Durant les années 1980, le loisir contre-culture perd progressivement sa logique contestataire pour s’imprégner d’une logique marchande. Alain Loret et Olivier Hoibian ont étudié les modalités d’évolution des sports de plein-air, d’aventure et de rue qui deviennent autant des sports dits « funs » que la marque distinctive d’une nouvelle génération. Un autre style de vie sportif, à la fois libre et dynamique et une mode de la forme et du jeunisme s’imposent alors comme de nouveaux standards. Dans la civilisation du loisir, la commercialisation bat son plein. Jacques Defrance a mis en évidence la dépolitisation et le déclin de la contre-culture des loisirs. Les pratiques sportives institutionnalisées trouvent ainsi une nouvelle impulsion. Les pratiques hors institution se radicalisent suite à l’émergence des sports dits extrêmes ou s’industrialisent par le développement des pratiques d’entretien corporel. Une troisième période, à partir du milieu des années 1980, voit donc apparaître une sorte de consécration de la reconnaissance et de la démocratisation des loisirs sportifs selon des formes de pratique diverses. L’évolution est liée à l’attribution d’une cinquième semaine de congés payés en 1981. Elle est accentuée par la loi du 13 juin 1998 et l’adoption des 35 heures. À la phase d’accroissement du temps libre correspond celle de l’augmentation de l’offre qui confronte les individus à une multiplicité de pratiques institutionnalisées et, a fortiori, de pratiques dites libres.

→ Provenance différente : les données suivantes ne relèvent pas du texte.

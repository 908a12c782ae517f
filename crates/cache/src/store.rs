//! Versioned on-disk store of processed units and statistics files.

use std::fs;
use std::path::{Path, PathBuf};

use fmprep_array::ArrayCollection;
use fmprep_calendar::TimePeriod;
use fmprep_io::{read_collection, write_collection};
use fmprep_stats::{StatName, StatsAccumulator};
use tracing::{debug, info};

use crate::error::CacheError;
use crate::key::{STATS_DIR, UnitKey, validate_collection, validate_component};

/// Extension of every cache file.
pub const CACHE_EXTENSION: &str = "nc";

/// Result of [`CacheStore::process_unit`].
#[derive(Debug, Clone, PartialEq, Eq)]
pub enum UnitOutcome {
    /// The unit was computed and written to this path.
    Written(PathBuf),
    /// A file already existed at this path; nothing was computed.
    Skipped(PathBuf),
    /// The computation produced no variables; nothing was written.
    Empty,
}

impl UnitOutcome {
    /// Path of the cache file, if one exists after processing.
    pub fn path(&self) -> Option<&Path> {
        match self {
            UnitOutcome::Written(p) | UnitOutcome::Skipped(p) => Some(p),
            UnitOutcome::Empty => None,
        }
    }
}

/// Root directory of the cache.
///
/// Layout:
///
/// ```text
/// {root}/{version}/{collection}/{period}.nc
/// {root}/{version}/{period}.nc              (no collection)
/// {root}/{version}/stats/{stat}.nc
/// ```
#[derive(Debug, Clone)]
pub struct CacheStore {
    root: PathBuf,
}

impl CacheStore {
    /// A store rooted at `root`. The directory is created lazily.
    pub fn new(root: impl Into<PathBuf>) -> Self {
        Self { root: root.into() }
    }

    /// Returns the root directory.
    pub fn root(&self) -> &Path {
        &self.root
    }

    /// Deterministic path of the cache file for `key` under `version`.
    ///
    /// # Errors
    ///
    /// Returns [`CacheError::InvalidName`] if `version` or the key's
    /// collection is not a valid path component, or the collection is
    /// `stats`.
    pub fn cache_filepath(&self, version: &str, key: &UnitKey) -> Result<PathBuf, CacheError> {
        validate_component("version", version)?;
        let mut path = self.root.join(version);
        if let Some(collection) = key.collection() {
            validate_collection(collection)?;
            path.push(collection);
        }
        path.push(format!("{}.{CACHE_EXTENSION}", key.period().key()));
        Ok(path)
    }

    /// Path of the persisted statistic `stat` under `version`.
    ///
    /// # Errors
    ///
    /// Returns [`CacheError::InvalidName`] if `version` is invalid.
    pub fn stats_filepath(&self, version: &str, stat: StatName) -> Result<PathBuf, CacheError> {
        validate_component("version", version)?;
        Ok(self
            .root
            .join(version)
            .join(STATS_DIR)
            .join(format!("{stat}.{CACHE_EXTENSION}")))
    }

    /// Returns `true` if a cache file exists for `key`.
    pub fn contains(&self, version: &str, key: &UnitKey) -> Result<bool, CacheError> {
        Ok(self.cache_filepath(version, key)?.is_file())
    }

    /// Processes one unit with skip-if-exists semantics.
    ///
    /// If the file for `key` exists and `reprocess` is false, `compute` is
    /// never called. Otherwise its result is written atomically; an empty
    /// result writes nothing.
    ///
    /// # Errors
    ///
    /// Propagates the error of `compute`, or a [`CacheError`] converted into
    /// `E` on a path or write failure.
    pub fn process_unit<F, E>(
        &self,
        version: &str,
        key: &UnitKey,
        reprocess: bool,
        compute: F,
    ) -> Result<UnitOutcome, E>
    where
        F: FnOnce() -> Result<ArrayCollection, E>,
        E: From<CacheError>,
    {
        let path = self.cache_filepath(version, key)?;
        if path.is_file() && !reprocess {
            debug!(unit = %key, path = %path.display(), "cache hit, skipping");
            return Ok(UnitOutcome::Skipped(path));
        }

        let collection = compute()?;
        if collection.is_empty() {
            info!(unit = %key, "no variables produced, nothing written");
            return Ok(UnitOutcome::Empty);
        }
        write_atomic(&path, &collection)?;
        info!(unit = %key, path = %path.display(), variables = collection.len(), "wrote unit");
        Ok(UnitOutcome::Written(path))
    }

    /// Reads the cache file for `key`.
    ///
    /// # Errors
    ///
    /// Returns [`CacheError::Missing`] if no file exists, or
    /// [`CacheError::Io`] if it cannot be decoded.
    pub fn read_unit(&self, version: &str, key: &UnitKey) -> Result<ArrayCollection, CacheError> {
        let path = self.cache_filepath(version, key)?;
        read_existing(&path)
    }

    /// Lists the periods cached for `collection` (or at the version root
    /// when `None`), in chronological order.
    ///
    /// Files whose stem is not a period key are ignored. A missing directory
    /// yields an empty list.
    ///
    /// # Errors
    ///
    /// Returns [`CacheError::InvalidName`] or [`CacheError::FileSystem`].
    pub fn list_units(
        &self,
        version: &str,
        collection: Option<&str>,
    ) -> Result<Vec<UnitKey>, CacheError> {
        validate_component("version", version)?;
        let mut dir = self.root.join(version);
        if let Some(c) = collection {
            validate_collection(c)?;
            dir.push(c);
        }
        if !dir.is_dir() {
            return Ok(Vec::new());
        }
        let entries = fs::read_dir(&dir).map_err(|e| CacheError::fs("read directory", &dir, e))?;

        let mut keys = Vec::new();
        for entry in entries {
            let entry = entry.map_err(|e| CacheError::fs("read directory", &dir, e))?;
            let path = entry.path();
            if !path.is_file()
                || path.extension().and_then(|e| e.to_str()) != Some(CACHE_EXTENSION)
            {
                continue;
            }
            let Some(period) = path
                .file_stem()
                .and_then(|s| s.to_str())
                .and_then(|s| s.parse::<TimePeriod>().ok())
            else {
                continue;
            };
            let key = UnitKey::new(period);
            keys.push(match collection {
                Some(c) => key.with_collection(c),
                None => key,
            });
        }
        keys.sort();
        Ok(keys)
    }

    /// Pools `stats` and writes one file per persisted statistic.
    ///
    /// Returns the written paths in [`StatName::PERSISTED`] order.
    ///
    /// # Errors
    ///
    /// Returns [`CacheError::Stats`] if pooling fails, or a write error.
    pub fn write_stats(
        &self,
        version: &str,
        stats: &StatsAccumulator,
    ) -> Result<Vec<PathBuf>, CacheError> {
        let mut written = Vec::with_capacity(StatName::PERSISTED.len());
        for stat in StatName::PERSISTED {
            let path = self.stats_filepath(version, stat)?;
            let mut pooled = stats.accumulate(stat)?;
            pooled.set_attr("statistic", stat.as_str());
            write_atomic(&path, &pooled)?;
            written.push(path);
        }
        info!(version, variables = stats.variables().len(), "wrote statistics");
        Ok(written)
    }

    /// Reads the persisted statistic `stat`.
    ///
    /// # Errors
    ///
    /// Returns [`CacheError::Missing`] if the file was never written.
    pub fn read_stats(&self, version: &str, stat: StatName) -> Result<ArrayCollection, CacheError> {
        let path = self.stats_filepath(version, stat)?;
        read_existing(&path)
    }
}

fn read_existing(path: &Path) -> Result<ArrayCollection, CacheError> {
    if !path.is_file() {
        return Err(CacheError::Missing {
            path: path.to_path_buf(),
        });
    }
    Ok(read_collection(path)?)
}

/// Writes to a temporary sibling and renames it over `path`, so readers
/// never observe a partial file.
fn write_atomic(path: &Path, collection: &ArrayCollection) -> Result<(), CacheError> {
    let dir = path
        .parent()
        .ok_or_else(|| CacheError::fs("resolve parent of", path, "no parent directory"))?;
    fs::create_dir_all(dir).map_err(|e| CacheError::fs("create directory", dir, e))?;

    let tmp = tempfile::Builder::new()
        .prefix(".fmprep-")
        .suffix(".nc.tmp")
        .tempfile_in(dir)
        .map_err(|e| CacheError::fs("create temporary file in", dir, e))?
        .into_temp_path();
    write_collection(&tmp, collection)?;
    tmp.persist(path)
        .map_err(|e| CacheError::fs("rename into", path, e.error))?;
    Ok(())
}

La prise de conscience de l’existence d’un sujet en auto-formation dans ce domaine particulier des activités physiques s’opère. L’importance économique, sociale et culturelle des loisirs pèse sur les mises en oeuvre éducatives où se perçoit la prise compte de l’évolution des valeurs du monde des pratiques de loisirs. Or, ancrées dans la culture et la société, les missions de l’ÉPS visent la transmission d’un ensemble non exclusif de cultures sportives. L’école qui prépare au temps du travail ne s’interdit pas de préparer au temps du loisir pour former un citoyen cultivé, lucide et autonome. Les effets de l’influence du développement des loisirs apparaissent de manière lente mais progressive. Ils devaient être distingués du processus d’orthodoxie scolaire décrit par Pierre Arnaud. Le contraste des valeurs du sérieux du travail à l’école et du plaisir des loisirs n’est pas étranger à l’ensemble des réticences. Les multiples actions pédagogiques et autres projets éducatifs constituent la principale voie d’intégration de nouvelles pratiques comme le ski, le surf, la voile, le VTT… En cela, l’influence reste modérée et seules les activités pouvant être adaptées aux normes de l’école ont droit de cité.

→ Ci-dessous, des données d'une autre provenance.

use std::collections::BTreeMap;
use std::path::PathBuf;

use fmprep_calendar::{Date, Granularity};
use serde::Deserialize;

/// Top-level fmprep configuration.
#[derive(Debug, Deserialize)]
#[serde(deny_unknown_fields)]
pub struct FmprepConfig {
    /// Filesystem layout.
    pub platform: PlatformToml,

    /// Raw-file preprocessing settings.
    pub preprocess: PreprocessToml,

    /// Model task settings used by `batch`.
    #[serde(default)]
    pub task: TaskToml,
}

#[derive(Debug, Deserialize)]
#[serde(deny_unknown_fields)]
pub struct PlatformToml {
    pub cache_root: PathBuf,
    pub source_root: PathBuf,
    #[serde(default = "default_source_dir_template")]
    pub source_dir_template: String,
    /// Filename glob with the same placeholders; every file when absent.
    #[serde(default)]
    pub source_name_template: Option<String>,
    /// Worker threads; `0` uses one per core.
    #[serde(default)]
    pub threads: usize,
}

fn default_source_dir_template() -> String {
    "{collection}".to_string()
}

#[derive(Debug, Deserialize)]
#[serde(deny_unknown_fields)]
pub struct PreprocessToml {
    pub version: String,
    #[serde(default)]
    pub xres: Option<f64>,
    #[serde(default)]
    pub yres: Option<f64>,
    #[serde(default)]
    pub xext: Option<[f64; 2]>,
    #[serde(default)]
    pub yext: Option<[f64; 2]>,
    #[serde(default)]
    pub levels: Option<Vec<f64>>,
    #[serde(default)]
    pub tstep_hours: Option<u32>,
    #[serde(default)]
    pub granularity: Granularity,
    #[serde(default)]
    pub extensive: Vec<String>,
    /// Source dimension name -> canonical axis.
    #[serde(default = "default_dims")]
    pub dims: BTreeMap<String, String>,
    pub start: Date,
    pub end: Date,
    #[serde(default)]
    pub reprocess: bool,
    #[serde(default)]
    pub collections: Vec<CollectionToml>,
}

fn default_dims() -> BTreeMap<String, String> {
    [("time", "t"), ("lev", "z"), ("lat", "y"), ("lon", "x")]
        .into_iter()
        .map(|(k, v)| (k.to_string(), v.to_string()))
        .collect()
}

#[derive(Debug, Deserialize)]
#[serde(deny_unknown_fields)]
pub struct CollectionToml {
    pub name: String,
    pub vars: Vec<String>,
    #[serde(default)]
    pub constant: bool,
}

#[derive(Debug, Deserialize, Default)]
#[serde(deny_unknown_fields)]
pub struct TaskToml {
    #[serde(default)]
    pub collections: Vec<String>,
    /// Model name -> source name.
    #[serde(default)]
    pub input_variables: BTreeMap<String, String>,
    /// Canonical axis -> model dimension name.
    #[serde(default)]
    pub coords: BTreeMap<String, String>,
    #[serde(default)]
    pub levels: Option<Vec<f64>>,
    #[serde(default)]
    pub constants: Vec<String>,
    #[serde(default)]
    pub granularity: Granularity,
}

L’influence des loisirs pouvait donc être mise en évidence sur la longue durée à condition de bien repérer les formes exercées, les champs concernés, la variété des intensités et des modalités d’intégration.
Fautes à éviter et conseils de préparation

Il est attendu des candidats qu’ils identifient et dégagent les données historiques, philosophiques, sociologiques et institutionnelles qui accompagnent l’évolution de l’enseignement de l’éducation physique en France et qu’ils examinent les dynamiques et les conflits qui ont pu être générés. Ce rappel met en évidence l’importance des regards croisés dans des champs dont il convient d’apprécier le poids des influences dans les lenteurs, les résistances ou les accélérations de l’histoire. Le sens donné aux activités du corps ne peut ignorer les valeurs et les symboles, les modalités d’ancrage et de diffusion des représentations collectives. L’évolution de l’éducation physique et les liens particuliers et variables entretenus entre l’école et le monde des activités physiques de loisir s’inscrivaient dans le cadre plus large de la culture et de la société française. La démarche attendue n’était donc pas dans la linéarité du discours, ni dans la juxtaposition des connaissances mais dans la mobilisation d’arguments sélectionnés et organisés par une réflexion élargie à l’ensemble des déterminants du système d’éducation. Connaissances multiples, qualités de synthèse, pertinence des choix et clarté des propositions sont les axes prioritaires qui doivent guider le candidat dans sa préparation afin de lui permettre d’affronter les difficultés de l’épreuve.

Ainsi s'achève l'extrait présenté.